During the examination, the patient lies in a tube-shaped CT scanner. The X-rays are attenuated or weakened to varying degrees when they penetrate the different tissues of the human body. Special detectors record these radiation intensities, and from this information, the device calculates a CT image.
In contrast to a conventional X-ray image, which only depicts coarse structures and bones, even soft tissues are recorded in detail in a CT image. Even minute details can therefore be very clearly discerned on these CT images.
Magnetic resonance tomography, also referred to as nuclear spin tomography, like computed tomography, belongs to the category of the so-called sectional image procedures. These depict the human body layer by layer. In contrast to computed tomography, magnetic resonance tomography does not use X-rays though, but rather uses strong magnetic fields and radio waves.
The patient must therefore take off objects that contain metal, such as jewelry, wrist watches, hearing aids or glasses, prior to the examination. If a patient has a cardiac pacemaker, or if he has metal objects such as plates, screws or nails in his body, then he should, without fail, inform the doctor about this prior to the examination.
Gastroscopy or stomachoscopy is an imaging examination procedure which enables the esophagus, the stomach and the duodenum to be viewed from inside. Small tissue samples for further diagnostics can, if required, also be taken by means of small instruments during a gastroscopy.
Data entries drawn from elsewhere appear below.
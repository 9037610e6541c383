//! Frames of the internal UI streaming protocol.
//!
//! Each frame goes out as one `data: {json}` line followed by a blank line.

use serde::{Deserialize, Serialize};
use tokio::sync::mpsc;

use crate::providers::ConversationMessage;

/// One frame relayed to the UI.
#[derive(Debug, Clone, PartialEq, Eq, Serialize, Deserialize)]
#[serde(untagged)]
pub enum RelayFrame {
    /// Incremental assistant text.
    Content { content: String },

    /// Final conversation state, sent once after the stream ends.
    ConversationHistory {
        #[serde(rename = "conversationHistory")]
        conversation_history: Vec<ConversationMessage>,
    },
}

impl RelayFrame {
    pub fn content(text: impl Into<String>) -> Self {
        RelayFrame::Content {
            content: text.into(),
        }
    }

    pub fn history(conversation: &[ConversationMessage]) -> Self {
        RelayFrame::ConversationHistory {
            conversation_history: conversation.to_vec(),
        }
    }

    /// Renders the frame as a `data:` line plus the blank separator.
    ///
    /// # Errors
    /// Returns an error if the frame cannot be serialized.
    pub fn encode(&self) -> serde_json::Result<String> {
        Ok(format!("data: {}\n\n", serde_json::to_string(self)?))
    }
}

/// Sender half for relay frames.
pub type FrameTx = mpsc::Sender<RelayFrame>;

/// Receiver half for relay frames.
pub type FrameRx = mpsc::Receiver<RelayFrame>;

/// Creates a bounded frame channel.
pub fn frame_channel() -> (FrameTx, FrameRx) {
    mpsc::channel(256)
}
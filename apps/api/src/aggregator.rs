//! Fan-out aggregation: every derived keyword against every registered
//! source, concurrently, merged in a deterministic order (keyword-major,
//! then source registration order). Source failures never fail the batch.

use std::sync::Arc;

use tokio::task::JoinSet;
use tracing::{info, warn};

use crate::dedup::{self, seen_store::SeenJobsStore};
use crate::keywords::generate_search_keywords;
use crate::models::{ExperienceTier, JobPosting, UserProfile};
use crate::sources::JobSource;

/// Below this many fresh postings the seen filter is bypassed: a stale but
/// full page beats a fresh but empty one.
const MIN_FRESH_RESULTS: usize = 5;
/// Cap on a bypassed batch.
const BYPASS_LIMIT: usize = 20;

pub struct Aggregator {
    sources: Vec<Arc<dyn JobSource>>,
}

impl Aggregator {
    pub fn new(sources: Vec<Arc<dyn JobSource>>) -> Self {
        Self { sources }
    }

    /// Full pipeline: derive keywords, fan out, merge, dedupe within the
    /// batch, then apply the cross-session seen filter (unless skipped).
    pub async fn fetch_jobs(
        &self,
        profile: Option<&UserProfile>,
        store: &SeenJobsStore,
        skip_seen_filter: bool,
    ) -> Vec<JobPosting> {
        let keywords = generate_search_keywords(profile);
        let tier = profile.map(|p| p.experience_level);

        let merged = self.fetch_by_keywords(&keywords, tier).await;
        if merged.is_empty() {
            // Served as-is: synthetic postings must never enter the seen
            // registry or they would be filtered out on the next request.
            warn!("all sources returned nothing, serving the sample catalog");
            return sample_jobs();
        }

        let unique = dedup::dedupe_batch(merged);
        info!("aggregated {} unique postings for {keywords:?}", unique.len());

        if skip_seen_filter {
            return unique;
        }

        // Keys for fresh postings are committed before the bypass decision,
        // so a bypassed batch still advances the registry.
        let fresh = dedup::filter_and_mark_seen(store, unique.clone());
        if fresh.len() < MIN_FRESH_RESULTS && unique.len() >= MIN_FRESH_RESULTS {
            info!(
                "only {} fresh postings, bypassing seen filter ({} unique)",
                fresh.len(),
                unique.len()
            );
            let mut bypassed = unique;
            bypassed.truncate(BYPASS_LIMIT);
            return bypassed;
        }
        fresh
    }

    /// Runs every (keyword, source) pair concurrently and merges the results
    /// keyword-major, then in source registration order. A failing pair
    /// contributes zero postings.
    pub async fn fetch_by_keywords(
        &self,
        keywords: &[String],
        tier: Option<ExperienceTier>,
    ) -> Vec<JobPosting> {
        let source_count = self.sources.len();
        let mut set = JoinSet::new();

        for (ki, keyword) in keywords.iter().enumerate() {
            for (si, source) in self.sources.iter().enumerate() {
                let source = Arc::clone(source);
                let keyword = keyword.clone();
                set.spawn(async move {
                    let jobs = match source.fetch(&keyword, tier).await {
                        Ok(jobs) => jobs,
                        Err(e) => {
                            warn!("{} failed for '{keyword}': {e}", source.name());
                            Vec::new()
                        }
                    };
                    (ki * source_count + si, jobs)
                });
            }
        }

        let mut buckets: Vec<Vec<JobPosting>> = (0..keywords.len() * source_count)
            .map(|_| Vec::new())
            .collect();
        while let Some(joined) = set.join_next().await {
            match joined {
                Ok((slot, jobs)) => buckets[slot] = jobs,
                Err(e) => warn!("source task panicked: {e}"),
            }
        }

        buckets.into_iter().flatten().collect()
    }
}

/// Static catalog served when every source comes back empty, so the client
/// always has something to render.
pub fn sample_jobs() -> Vec<JobPosting> {
    let samples = [
        (
            "네이버",
            "백엔드 개발자 (신입/경력)",
            "경기 성남시",
            "신입/경력",
            "대졸(4년) 이상",
            &["Java", "Spring", "MySQL"][..],
            "네이버 서비스 백엔드 개발",
        ),
        (
            "카카오",
            "프론트엔드 개발자",
            "제주/판교",
            "신입",
            "학력무관",
            &["JavaScript", "React", "TypeScript"][..],
            "카카오 서비스 프론트엔드 개발",
        ),
        (
            "삼성전자",
            "SW 개발 신입사원 채용",
            "경기 수원시",
            "신입",
            "대졸(4년) 이상",
            &["C++", "알고리즘", "임베디드"][..],
            "가전/모바일 소프트웨어 개발",
        ),
        (
            "쿠팡",
            "데이터 엔지니어",
            "서울 송파구",
            "경력 2년 이상",
            "학력무관",
            &["Python", "Spark", "AWS"][..],
            "커머스 데이터 파이프라인 구축",
        ),
        (
            "토스",
            "서버 개발자",
            "서울 강남구",
            "경력 3년 이상",
            "학력무관",
            &["Kotlin", "Spring", "Kubernetes"][..],
            "금융 서비스 서버 개발",
        ),
    ];

    samples
        .into_iter()
        .enumerate()
        .map(
            |(i, (company, title, location, experience, education, skills, summary))| JobPosting {
                id: format!("sample_{}", i + 1),
                title: title.to_string(),
                company: company.to_string(),
                location: location.to_string(),
                experience_level: experience.to_string(),
                education: education.to_string(),
                skills: skills.iter().map(|s| s.to_string()).collect(),
                salary: String::new(),
                deadline: "상시채용".to_string(),
                url: "https://example.com".to_string(),
                source: "sample".to_string(),
                summary: summary.to_string(),
                created_at: "2025-01-01T00:00:00Z".to_string(),
            },
        )
        .collect()
}

#[cfg(test)]
mod tests {
    use super::*;
    use crate::dedup::posting_key;
    use crate::sources::SourceError;
    use async_trait::async_trait;

    struct StubSource {
        name: &'static str,
        jobs: Vec<JobPosting>,
    }

    #[async_trait]
    impl JobSource for StubSource {
        fn name(&self) -> &'static str {
            self.name
        }

        async fn fetch(
            &self,
            _keyword: &str,
            _tier: Option<ExperienceTier>,
        ) -> Result<Vec<JobPosting>, SourceError> {
            Ok(self.jobs.clone())
        }
    }

    struct FailingSource;

    #[async_trait]
    impl JobSource for FailingSource {
        fn name(&self) -> &'static str {
            "failing"
        }

        async fn fetch(
            &self,
            _keyword: &str,
            _tier: Option<ExperienceTier>,
        ) -> Result<Vec<JobPosting>, SourceError> {
            Err(SourceError::Parse("boom".to_string()))
        }
    }

    fn job(company: &str, title: &str) -> JobPosting {
        let mut sample = sample_jobs().remove(0);
        sample.id = format!("stub_{company}_{title}");
        sample.company = company.to_string();
        sample.title = title.to_string();
        sample
    }

    #[test]
    fn test_sample_catalog_has_five_distinct_postings() {
        let samples = sample_jobs();
        assert_eq!(samples.len(), 5);
        assert_eq!(dedup::dedupe_batch(samples).len(), 5);
    }

    #[tokio::test]
    async fn test_empty_sources_fall_back_to_samples() {
        let dir = tempfile::tempdir().unwrap();
        let store = SeenJobsStore::new(dir.path());
        let aggregator = Aggregator::new(vec![]);

        let jobs = aggregator.fetch_jobs(None, &store, true).await;
        assert_eq!(jobs.len(), 5);
        assert!(jobs.iter().all(|j| j.source == "sample"));
    }

    #[tokio::test]
    async fn test_sample_catalog_never_enters_seen_registry() {
        let dir = tempfile::tempdir().unwrap();
        let store = SeenJobsStore::new(dir.path());
        let aggregator = Aggregator::new(vec![]);

        // Two rounds with the seen filter active: the samples come back in
        // full both times and leave no keys behind.
        for _ in 0..2 {
            let jobs = aggregator.fetch_jobs(None, &store, false).await;
            assert_eq!(jobs.len(), 5);
        }
        assert_eq!(store.count(), 0);
    }

    #[tokio::test]
    async fn test_failing_source_contributes_nothing() {
        let dir = tempfile::tempdir().unwrap();
        let store = SeenJobsStore::new(dir.path());
        let aggregator = Aggregator::new(vec![
            Arc::new(FailingSource),
            Arc::new(StubSource {
                name: "stub",
                jobs: vec![job("회사", "개발자")],
            }),
        ]);

        let jobs = aggregator.fetch_jobs(None, &store, true).await;
        assert_eq!(jobs.len(), 1);
        assert_eq!(jobs[0].company, "회사");
    }

    #[tokio::test]
    async fn test_merge_order_is_source_registration_order() {
        let first = Arc::new(StubSource {
            name: "first",
            jobs: vec![job("첫째", "개발자")],
        });
        let second = Arc::new(StubSource {
            name: "second",
            jobs: vec![job("둘째", "개발자")],
        });
        let aggregator = Aggregator::new(vec![first, second]);

        let jobs = aggregator
            .fetch_by_keywords(&["키워드".to_string()], None)
            .await;
        assert_eq!(jobs[0].company, "첫째");
        assert_eq!(jobs[1].company, "둘째");
    }

    #[tokio::test]
    async fn test_cross_source_duplicates_collapse() {
        let dir = tempfile::tempdir().unwrap();
        let store = SeenJobsStore::new(dir.path());
        let aggregator = Aggregator::new(vec![
            Arc::new(StubSource {
                name: "a",
                jobs: vec![job("회사", "개발자")],
            }),
            Arc::new(StubSource {
                name: "b",
                jobs: vec![job("회사", "개발자")],
            }),
        ]);

        let jobs = aggregator.fetch_jobs(None, &store, true).await;
        assert_eq!(jobs.len(), 1);
    }

    #[tokio::test]
    async fn test_seen_filter_bypassed_when_nearly_everything_is_stale() {
        let dir = tempfile::tempdir().unwrap();
        let store = SeenJobsStore::new(dir.path());

        let batch: Vec<JobPosting> = (0..20)
            .map(|i| job(&format!("회사{i}"), "개발자"))
            .collect();
        // 18 of 20 already seen leaves only 2 fresh, below the threshold.
        let stale_keys: Vec<String> = batch
            .iter()
            .take(18)
            .map(|j| posting_key(&j.company, &j.title))
            .collect();
        store.commit(&stale_keys).unwrap();

        let aggregator = Aggregator::new(vec![Arc::new(StubSource {
            name: "stub",
            jobs: batch,
        })]);
        let jobs = aggregator.fetch_jobs(None, &store, false).await;
        assert_eq!(jobs.len(), 20);
    }

    #[tokio::test]
    async fn test_seen_filter_applies_when_enough_is_fresh() {
        let dir = tempfile::tempdir().unwrap();
        let store = SeenJobsStore::new(dir.path());

        let batch: Vec<JobPosting> = (0..10)
            .map(|i| job(&format!("회사{i}"), "개발자"))
            .collect();
        let stale_keys: Vec<String> = batch
            .iter()
            .take(2)
            .map(|j| posting_key(&j.company, &j.title))
            .collect();
        store.commit(&stale_keys).unwrap();

        let aggregator = Aggregator::new(vec![Arc::new(StubSource {
            name: "stub",
            jobs: batch,
        })]);
        let jobs = aggregator.fetch_jobs(None, &store, false).await;
        assert_eq!(jobs.len(), 8);
    }
}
An endoscope is used in this procedure. This is a thin tubular examination device which has a miniature camera on its tip. The physician advances the endoscope through the patient's mouth up to the stomach. The stomach should therefore have been emptied completely for this examination. The pictures taken by the miniature camera are transmitted to a monitor.
Gastroscopy serves first and foremost to clarify diaphragmatic hernias: It enables the physician to distinguish between a sliding hernia with reflux of gastric acid into the esophagus (gastroesophageal reflux disease) and a para-esophageal hernia in which a part of the stomach slides up into the chest. This distinction is absolutely essential in order to be able to plan the optimal surgical procedure.
A gastroscopy is normally an examination procedure associated with little stress for the patient. If the patient is nevertheless afraid of the examination, then the patient can be administered a mild sedative, or an anesthetic. The examination then usually takes place in relaxed and pain-free manner.
In rare cases, gastroesophageal reflux disease, that is, diaphragmatic hernia (hiatal hernia) with reflux of acidic stomach contents into the esophagus, cannot be conclusively diagnosed, neither by means of a gastrointestinal passage, nor by means of gastroscopy. If this is the case, then a so-called 24-hour pH-metry must additionally be performed. This procedure involves the measurement of the pH-value of the gastric juice over a 24-hour period.
For this examination, a probe is placed in the esophagus in the course of a gastroscopy, and is then left there for 24 hours. How much gastric acid rises up into the esophagus can be determined in this procedure. Under normal conditions, the pH value in the esophagus only rarely lies below 4. If, in the examination, pH values are measured that lie below 4 for a longer period of time, then this is a sign pointing to a disease.